(Entries provided)

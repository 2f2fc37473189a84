use jiff::civil::{Date, DateTime};
use serde::Serialize;
use tracing::{debug, warn};

use synoptic_core::{AnswerStore, FormSchema, Item, ResolvedAnswers, report_filename};

use crate::lines::{Emitted, LineEmitter};
use crate::render;
use crate::settings::ReportSettings;

const END_MARKER: &str = "End of Report";

/// A finished plain-text report.
#[derive(Debug, Clone, PartialEq, Eq, Serialize)]
pub struct AssembledReport {
    pub form_id: String,
    pub title: String,
    pub slug: String,
    /// Top-level section titles that made it into the report, in order.
    pub sections: Vec<String>,
    pub text: String,
}

impl AssembledReport {
    pub fn lines(&self) -> impl Iterator<Item = &str> {
        self.text.lines()
    }

    /// `{slug}_pathology_report_{YYYYMMDD_HHMMSS}.txt`
    pub fn suggested_filename(&self, at: DateTime) -> String {
        report_filename(&self.slug, at)
    }
}

/// Walks a form schema and its answers into report text.
#[derive(Debug, Clone, Default)]
pub struct ReportAssembler {
    settings: ReportSettings,
}

impl ReportAssembler {
    pub fn new(settings: ReportSettings) -> Self {
        Self { settings }
    }

    pub fn settings(&self) -> &ReportSettings {
        &self.settings
    }

    /// Assemble the report for `store` as of `date`.
    ///
    /// Never fails: unanswered and hidden fields produce no lines, and a
    /// line whose template cannot be rendered is logged and skipped.
    pub fn assemble(&self, schema: &FormSchema, store: &AnswerStore, date: Date) -> AssembledReport {
        let answers = schema.resolve(store);
        let emitter = LineEmitter::new(&answers, &self.settings.list_separator);

        let mut lines: Vec<Emitted> = Vec::new();
        let mut sections = Vec::new();

        match render::render_header(schema, date) {
            Ok(header) => lines.extend(header.lines().map(|l| (0, l.to_string()))),
            Err(e) => {
                warn!(form_id = %schema.id, error = %e, "report header failed to render");
                lines.push((0, schema.title.clone()));
            }
        }

        for section in &schema.sections {
            if !section.visible_when.is_satisfied(&answers) {
                continue;
            }
            let gated = !section.report_when.is_always();
            if gated && !section.report_when.is_satisfied(&answers) {
                continue;
            }
            let mut body = Vec::new();
            emit_items(&section.items, 0, &emitter, &answers, &mut body);
            if body.is_empty() && section.omit_when_empty && !gated {
                continue;
            }

            lines.push((0, String::new()));
            if let Some(title) = &section.title {
                lines.push((0, title.clone()));
                sections.push(title.clone());
            }
            if let Some(preamble) = &section.preamble {
                lines.extend(preamble.split('\n').map(|l| (0, l.to_string())));
            }
            lines.extend(body);
        }

        lines.push((0, String::new()));
        lines.push((0, END_MARKER.to_string()));

        let text = self.join(&lines);
        debug!(
            form_id = %schema.id,
            sections = sections.len(),
            lines = lines.len(),
            "assembled report"
        );

        AssembledReport {
            form_id: schema.id.clone(),
            title: schema.title.clone(),
            slug: schema.slug.clone(),
            sections,
            text,
        }
    }

    fn join(&self, lines: &[Emitted]) -> String {
        let mut text = String::new();
        for (depth, line) in lines {
            if !line.is_empty() {
                text.push_str(&" ".repeat(depth * self.settings.indent_width));
                text.push_str(line);
            }
            text.push('\n');
        }
        text
    }
}

/// Emit a section body. Nested groups print their title (if any) at
/// `depth` and their items one level deeper, but only when those items
/// produce something.
fn emit_items(
    items: &[Item],
    depth: usize,
    emitter: &LineEmitter<'_>,
    answers: &ResolvedAnswers,
    out: &mut Vec<Emitted>,
) {
    for item in items {
        match item {
            Item::Line(line) => emitter.emit(line, depth, out),
            Item::Section(nested) => {
                if !nested.visible_when.is_satisfied(answers) {
                    continue;
                }
                let mut body = Vec::new();
                emit_items(&nested.items, depth + 1, emitter, answers, &mut body);
                if body.is_empty() {
                    continue;
                }
                if let Some(title) = &nested.title {
                    out.push((depth, title.clone()));
                }
                out.extend(body);
            }
            Item::Field(_) | Item::Note { .. } => {}
        }
    }
}

/// Assemble with default settings.
pub fn assemble_report(schema: &FormSchema, store: &AnswerStore, date: Date) -> AssembledReport {
    ReportAssembler::default().assemble(schema, store, date)
}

(End Entries provided)

▸ Problem to work on:
Throughout the data above, copy all lines where the word "ResolvedAnswers" is found.

▸ Task result:
use synoptic_core::{AnswerStore, FormSchema, Item, ResolvedAnswers, report_filename};
    answers: &ResolvedAnswers,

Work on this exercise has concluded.